> **Task to carry out**
Scan the entries that follow and copy out every line containing "reason".

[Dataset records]
● ● ● ● ● ● ●

//! INI file configuration adapter.
//!
//! Keys are case-sensitive so indicator names such as `MACDh_12_26_9`
//! survive in the `[enhancers]` section.

use crate::domain::error::SignalError;
use crate::ports::config_port::ConfigPort;
use configparser::ini::Ini;
use std::path::Path;

pub struct FileConfigAdapter {
    config: Ini,
}

impl FileConfigAdapter {
    pub fn from_file<P: AsRef<Path>>(path: P) -> Result<Self, SignalError> {
        let path = path.as_ref();
        let mut config = Ini::new_cs();
        config.load(path).map_err(|reason| SignalError::ConfigParse {
            file: path.display().to_string(),
            reason,
        })?;
        Ok(Self { config })
    }

    pub fn from_string(content: &str) -> Result<Self, SignalError> {
        let mut config = Ini::new_cs();
        config
            .read(content.to_string())
            .map_err(|reason| SignalError::ConfigParse {
                file: "<string>".to_string(),
                reason,
            })?;
        Ok(Self { config })
    }

    fn parse_bool(value: &str) -> Option<bool> {
        match value.trim().to_lowercase().as_str() {
            "true" | "yes" | "1" | "on" => Some(true),
            "false" | "no" | "0" | "off" => Some(false),
            _ => None,
        }
    }
}

impl ConfigPort for FileConfigAdapter {
    fn get_string(&self, section: &str, key: &str) -> Option<String> {
        self.config
            .get(section, key)
            .map(|v| v.trim().to_string())
            .filter(|v| !v.is_empty())
    }

    fn get_int(&self, section: &str, key: &str, default: i64) -> i64 {
        self.config
            .getint(section, key)
            .ok()
            .flatten()
            .unwrap_or(default)
    }

    fn get_double(&self, section: &str, key: &str, default: f64) -> f64 {
        self.config
            .getfloat(section, key)
            .ok()
            .flatten()
            .unwrap_or(default)
    }

    fn get_bool(&self, section: &str, key: &str, default: bool) -> bool {
        self.config
            .get(section, key)
            .as_deref()
            .and_then(Self::parse_bool)
            .unwrap_or(default)
    }

    fn section_keys(&self, section: &str) -> Vec<String> {
        let mut keys: Vec<String> = self
            .config
            .get_map_ref()
            .get(section)
            .map(|entries| entries.keys().cloned().collect())
            .unwrap_or_default();
        keys.sort();
        keys
    }

    fn has_section(&self, section: &str) -> bool {
        self.config.get_map_ref().contains_key(section)
    }
}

● ● ● ● ● ● ●

> **Answer to this problem**
        config.load(path).map_err(|reason| SignalError::ConfigParse {
            reason,
            .map_err(|reason| SignalError::ConfigParse {
                reason,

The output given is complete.